Your goal>
What is wanted is an exact copy of the lines from the top of the listing through the line containing "secret issued by Box.".

-------- Data to examine --------

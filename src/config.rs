//! Strategy configuration: caller-supplied options plus fixed Box endpoint defaults.
//!
//! [`StrategyConfig`] is the input shape; [`StrategyConfig::resolve`] fills provider defaults
//! exactly once and validates the result into an immutable [`ResolvedConfig`]. Resolution is a
//! pure transformation with no side effects, so configuration failures always surface before
//! any network activity.

// self
use crate::{_prelude::*, error::ConfigError};

/// Default Box authorization endpoint.
pub const AUTHORIZATION_URL: &str = "https://api.box.com/oauth2/authorize";
/// Default Box "current user" profile endpoint.
pub const PROFILE_URL: &str = "https://api.box.com/2.0/users/me";
/// Registration name used for this integration unless overridden.
pub const STRATEGY_NAME: &str = "box";
/// Default Box token endpoint.
pub const TOKEN_URL: &str = "https://api.box.com/oauth2/token";

/// OAuth 2.0 grant types the strategy participates in.
#[derive(Clone, Copy, Debug, Default, PartialEq, Eq, Hash, Serialize, Deserialize)]
#[serde(rename_all = "snake_case")]
pub enum GrantType {
	#[default]
	/// Authorization Code grant; the only grant Box issues user tokens through.
	AuthorizationCode,
	/// Refresh Token grant for renewing an earlier authorization.
	RefreshToken,
}
impl GrantType {
	/// Returns the RFC 6749 identifier for the grant type.
	pub fn as_str(self) -> &'static str {
		match self {
			GrantType::AuthorizationCode => "authorization_code",
			GrantType::RefreshToken => "refresh_token",
		}
	}
}
impl Display for GrantType {
	fn fmt(&self, f: &mut Formatter) -> FmtResult {
		f.write_str(self.as_str())
	}
}

/// Caller-supplied strategy options.
///
/// `client_id` and `client_secret` are required and must be non-empty; every other field has a
/// provider-specific default filled in by [`resolve`](Self::resolve).
#[derive(Clone, Debug)]
pub struct StrategyConfig {
	/// OAuth 2.0 client identifier issued by Box.
	pub client_id: String,
	/// OAuth 2.0 client secret issued by Box.
	pub client_secret: String,
	/// URL Box redirects the user to after granting authorization; optional when the Box
	/// application configuration already pins one.
	pub callback_url: Option<Url>,
	/// Override for the authorization endpoint.
	pub authorization_url: Option<Url>,
	/// Override for the token endpoint.
	pub token_url: Option<Url>,
	/// Override for the profile endpoint.
	pub profile_url: Option<Url>,
	/// Override for the grant type.
	pub grant_type: Option<GrantType>,
	/// Override for the registration name.
	pub name: Option<String>,
}
impl StrategyConfig {
	/// Creates a configuration holding only the required credentials.
	pub fn new(client_id: impl Into<String>, client_secret: impl Into<String>) -> Self {
		Self {
			client_id: client_id.into(),
			client_secret: client_secret.into(),
			callback_url: None,
			authorization_url: None,
			token_url: None,
			profile_url: None,
			grant_type: None,
			name: None,
		}
	}

	/// Sets the callback URL.
	pub fn callback_url(mut self, url: Url) -> Self {
		self.callback_url = Some(url);

		self
	}

	/// Overrides the authorization endpoint.
	pub fn authorization_url(mut self, url: Url) -> Self {
		self.authorization_url = Some(url);

		self
	}

	/// Overrides the token endpoint.
	pub fn token_url(mut self, url: Url) -> Self {
		self.token_url = Some(url);

		self
	}

	/// Overrides the profile endpoint.
	pub fn profile_url(mut self, url: Url) -> Self {
		self.profile_url = Some(url);

		self
	}

	/// Overrides the grant type.
	pub fn grant_type(mut self, grant: GrantType) -> Self {
		self.grant_type = Some(grant);

		self
	}

	/// Overrides the registration name.
	pub fn name(mut self, name: impl Into<String>) -> Self {
		self.name = Some(name.into());

		self
	}

	/// Fills provider defaults and validates the configuration.
	///
	/// Defaults are computed exactly once here and never recomputed afterwards.
	pub fn resolve(self) -> Result<ResolvedConfig, ConfigError> {
		if self.client_id.trim().is_empty() {
			return Err(ConfigError::MissingClientId);
		}
		if self.client_secret.trim().is_empty() {
			return Err(ConfigError::MissingClientSecret);
		}

		let authorization =
			resolve_endpoint("authorization", self.authorization_url, AUTHORIZATION_URL)?;
		let token = resolve_endpoint("token", self.token_url, TOKEN_URL)?;
		let profile = resolve_endpoint("profile", self.profile_url, PROFILE_URL)?;

		// Provider endpoints must be HTTPS; the callback may be a loopback HTTP URL during
		// development, so it is deliberately not validated here.
		Ok(ResolvedConfig {
			client_id: self.client_id,
			client_secret: self.client_secret,
			callback_url: self.callback_url,
			endpoints: StrategyEndpoints { authorization, token, profile },
			grant_type: self.grant_type.unwrap_or_default(),
			name: self.name.unwrap_or_else(|| STRATEGY_NAME.into()),
		})
	}
}

/// Endpoint set the resolved strategy operates against.
#[derive(Clone, Debug, PartialEq, Eq, Serialize, Deserialize)]
pub struct StrategyEndpoints {
	/// Authorization endpoint users are redirected to.
	pub authorization: Url,
	/// Token endpoint used for code and refresh exchanges.
	pub token: Url,
	/// "Current user" endpoint queried during the profile fetch.
	pub profile: Url,
}

/// Immutable configuration consumed by the strategy after defaulting and validation.
#[derive(Clone)]
pub struct ResolvedConfig {
	/// OAuth 2.0 client identifier used in every grant.
	pub client_id: String,
	/// OAuth 2.0 client secret used for confidential authentication.
	pub client_secret: String,
	/// Redirect target registered with Box, when supplied.
	pub callback_url: Option<Url>,
	/// Endpoint definitions for this integration.
	pub endpoints: StrategyEndpoints,
	/// Grant type declared for the token exchange.
	pub grant_type: GrantType,
	/// Name under which the strategy registers with the host authentication framework.
	pub name: String,
}
impl Debug for ResolvedConfig {
	fn fmt(&self, f: &mut Formatter) -> FmtResult {
		f.debug_struct("ResolvedConfig")
			.field("client_id", &self.client_id)
			.field("client_secret", &"<redacted>")
			.field("callback_url", &self.callback_url)
			.field("endpoints", &self.endpoints)
			.field("grant_type", &self.grant_type)
			.field("name", &self.name)
			.finish()
	}
}

fn resolve_endpoint(
	name: &'static str,
	supplied: Option<Url>,
	default: &str,
) -> Result<Url, ConfigError> {
	let url = match supplied {
		Some(url) => url,
		None => Url::parse(default)
			.map_err(|source| ConfigError::InvalidEndpoint { endpoint: name, source })?,
	};

	validate_endpoint(name, &url)?;

	Ok(url)
}

fn validate_endpoint(name: &'static str, url: &Url) -> Result<(), ConfigError> {
	if url.scheme() != "https" {
		Err(ConfigError::InsecureEndpoint { endpoint: name, url: url.to_string() })
	} else {
		Ok(())
	}
}

#[cfg(test)]
mod tests {
	// self
	use super::*;

	fn url(value: &str) -> Url {
		Url::parse(value).expect("Test URL should parse successfully.")
	}

	#[test]
	fn resolve_fills_provider_defaults() {
		let resolved = StrategyConfig::new("client-id", "client-secret")
			.resolve()
			.expect("Config with credentials should resolve successfully.");

		assert_eq!(resolved.endpoints.authorization.as_str(), AUTHORIZATION_URL);
		assert_eq!(resolved.endpoints.token.as_str(), TOKEN_URL);
		assert_eq!(resolved.endpoints.profile.as_str(), PROFILE_URL);
		assert_eq!(resolved.grant_type, GrantType::AuthorizationCode);
		assert_eq!(resolved.name, STRATEGY_NAME);
		assert!(resolved.callback_url.is_none());
	}

	#[test]
	fn resolve_preserves_overrides() {
		let resolved = StrategyConfig::new("client-id", "client-secret")
			.authorization_url(url("https://sso.example.com/authorize"))
			.token_url(url("https://sso.example.com/token"))
			.profile_url(url("https://sso.example.com/me"))
			.callback_url(url("https://app.example.com/auth/box/callback"))
			.grant_type(GrantType::RefreshToken)
			.name("box-enterprise")
			.resolve()
			.expect("Config with overrides should resolve successfully.");

		assert_eq!(resolved.endpoints.authorization.as_str(), "https://sso.example.com/authorize");
		assert_eq!(resolved.endpoints.token.as_str(), "https://sso.example.com/token");
		assert_eq!(resolved.endpoints.profile.as_str(), "https://sso.example.com/me");
		assert_eq!(
			resolved.callback_url.as_ref().map(Url::as_str),
			Some("https://app.example.com/auth/box/callback")
		);
		assert_eq!(resolved.grant_type, GrantType::RefreshToken);
		assert_eq!(resolved.name, "box-enterprise");
	}

	#[test]
	fn resolve_rejects_missing_credentials() {
		let err = StrategyConfig::new("", "client-secret")
			.resolve()
			.expect_err("Empty client identifier should be rejected.");

		assert!(matches!(err, ConfigError::MissingClientId));

		let err = StrategyConfig::new("client-id", "   ")
			.resolve()
			.expect_err("Blank client secret should be rejected.");

		assert!(matches!(err, ConfigError::MissingClientSecret));
	}

	#[test]
	fn resolve_rejects_insecure_endpoints() {
		let err = StrategyConfig::new("client-id", "client-secret")
			.token_url(url("http://sso.example.com/token"))
			.resolve()
			.expect_err("Plain HTTP endpoint overrides should be rejected.");

		assert!(matches!(err, ConfigError::InsecureEndpoint { endpoint: "token", .. }));
	}

	#[test]
	fn debug_redacts_client_secret() {
		let resolved = StrategyConfig::new("client-id", "client-secret")
			.resolve()
			.expect("Config with credentials should resolve successfully.");
		let rendered = format!("{resolved:?}");

		assert!(rendered.contains("<redacted>"));
		assert!(!rendered.contains("client-secret"));
	}
}
//! Optional observability helpers for strategy flows.
//!
//! # Feature Flags
//!
//! - Enable `tracing` to emit structured spans named `oauth2_box.flow` with the `flow` (stage of
//!   the delegation handshake) and `stage` (call site) fields. Without the feature every helper
//!   compiles down to a no-op.

// self
use crate::_prelude::*;

/// Flow stages observed by the strategy.
#[derive(Clone, Copy, Debug, PartialEq, Eq, Hash)]
pub enum FlowKind {
	/// Authorize-URL issuance and state generation.
	Authorize,
	/// Authorization-code or refresh exchange at the token endpoint.
	TokenExchange,
	/// "Current user" profile fetch.
	ProfileFetch,
}
impl FlowKind {
	/// Returns a stable label suitable for span fields.
	pub const fn as_str(self) -> &'static str {
		match self {
			FlowKind::Authorize => "authorize",
			FlowKind::TokenExchange => "token_exchange",
			FlowKind::ProfileFetch => "profile_fetch",
		}
	}
}
impl Display for FlowKind {
	fn fmt(&self, f: &mut Formatter) -> FmtResult {
		f.write_str(self.as_str())
	}
}

/// Type alias that resolves to an instrumented future when tracing is enabled.
#[cfg(feature = "tracing")]
pub type InstrumentedFlow<F> = tracing::instrument::Instrumented<F>;
/// Passthrough future type when tracing is disabled.
#[cfg(not(feature = "tracing"))]
pub type InstrumentedFlow<F> = F;

/// A span builder used by strategy flows.
#[derive(Clone, Debug)]
pub struct FlowSpan {
	#[cfg(feature = "tracing")]
	span: tracing::Span,
}
impl FlowSpan {
	/// Creates a new span tagged with the provided flow kind + stage.
	pub fn new(kind: FlowKind, stage: &'static str) -> Self {
		#[cfg(feature = "tracing")]
		{
			let span = tracing::info_span!("oauth2_box.flow", flow = kind.as_str(), stage);

			Self { span }
		}
		#[cfg(not(feature = "tracing"))]
		{
			let _ = (kind, stage);

			Self {}
		}
	}

	/// Enters the span for synchronous sections.
	pub fn entered(self) -> FlowSpanGuard {
		#[cfg(feature = "tracing")]
		{
			FlowSpanGuard { guard: self.span.entered() }
		}
		#[cfg(not(feature = "tracing"))]
		{
			let _ = self;

			FlowSpanGuard {}
		}
	}

	/// Instruments an async block without holding a guard across `.await` points.
	pub fn instrument<Fut>(&self, fut: Fut) -> InstrumentedFlow<Fut>
	where
		Fut: Future,
	{
		#[cfg(feature = "tracing")]
		{
			use tracing::Instrument;

			fut.instrument(self.span.clone())
		}
		#[cfg(not(feature = "tracing"))]
		{
			fut
		}
	}
}

/// RAII guard returned by [`FlowSpan::entered`].
pub struct FlowSpanGuard {
	#[cfg(feature = "tracing")]
	#[allow(dead_code)]
	guard: tracing::span::EnteredSpan,
}
impl Debug for FlowSpanGuard {
	fn fmt(&self, f: &mut Formatter) -> FmtResult {
		f.write_str("FlowSpanGuard(..)")
	}
}

#[cfg(test)]
mod tests {
	// self
	use super::*;

	#[test]
	fn flow_span_noop_without_tracing() {
		let _guard = FlowSpan::new(FlowKind::ProfileFetch, "test").entered();
		// Compile-time smoke test ensures the guard exists even when tracing is disabled.
	}

	#[cfg(feature = "tracing")]
	#[tokio::test]
	async fn instrument_wraps_future() {
		let span = FlowSpan::new(FlowKind::TokenExchange, "instrument_wraps_future");
		let value = span.instrument(async { 42 }).await;

		assert_eq!(value, 42);
	}
}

--------

Response to the task>
filename src/config.rs
//! Strategy configuration: caller-supplied options plus fixed Box endpoint defaults.
//!
//! [`StrategyConfig`] is the input shape; [`StrategyConfig::resolve`] fills provider defaults
//! exactly once and validates the result into an immutable [`ResolvedConfig`]. Resolution is a
//! pure transformation with no side effects, so configuration failures always surface before
//! any network activity.

// self
use crate::{_prelude::*, error::ConfigError};

/// Default Box authorization endpoint.
pub const AUTHORIZATION_URL: &str = "https://api.box.com/oauth2/authorize";
/// Default Box "current user" profile endpoint.
pub const PROFILE_URL: &str = "https://api.box.com/2.0/users/me";
/// Registration name used for this integration unless overridden.
pub const STRATEGY_NAME: &str = "box";
/// Default Box token endpoint.
pub const TOKEN_URL: &str = "https://api.box.com/oauth2/token";

/// OAuth 2.0 grant types the strategy participates in.
#[derive(Clone, Copy, Debug, Default, PartialEq, Eq, Hash, Serialize, Deserialize)]
#[serde(rename_all = "snake_case")]
pub enum GrantType {
	#[default]
	/// Authorization Code grant; the only grant Box issues user tokens through.
	AuthorizationCode,
	/// Refresh Token grant for renewing an earlier authorization.
	RefreshToken,
}
impl GrantType {
	/// Returns the RFC 6749 identifier for the grant type.
	pub fn as_str(self) -> &'static str {
		match self {
			GrantType::AuthorizationCode => "authorization_code",
			GrantType::RefreshToken => "refresh_token",
		}
	}
}
impl Display for GrantType {
	fn fmt(&self, f: &mut Formatter) -> FmtResult {
		f.write_str(self.as_str())
	}
}

/// Caller-supplied strategy options.
///
/// `client_id` and `client_secret` are required and must be non-empty; every other field has a
/// provider-specific default filled in by [`resolve`](Self::resolve).
#[derive(Clone, Debug)]
pub struct StrategyConfig {
	/// OAuth 2.0 client identifier issued by Box.
	pub client_id: String,
	/// OAuth 2.0 client secret issued by Box.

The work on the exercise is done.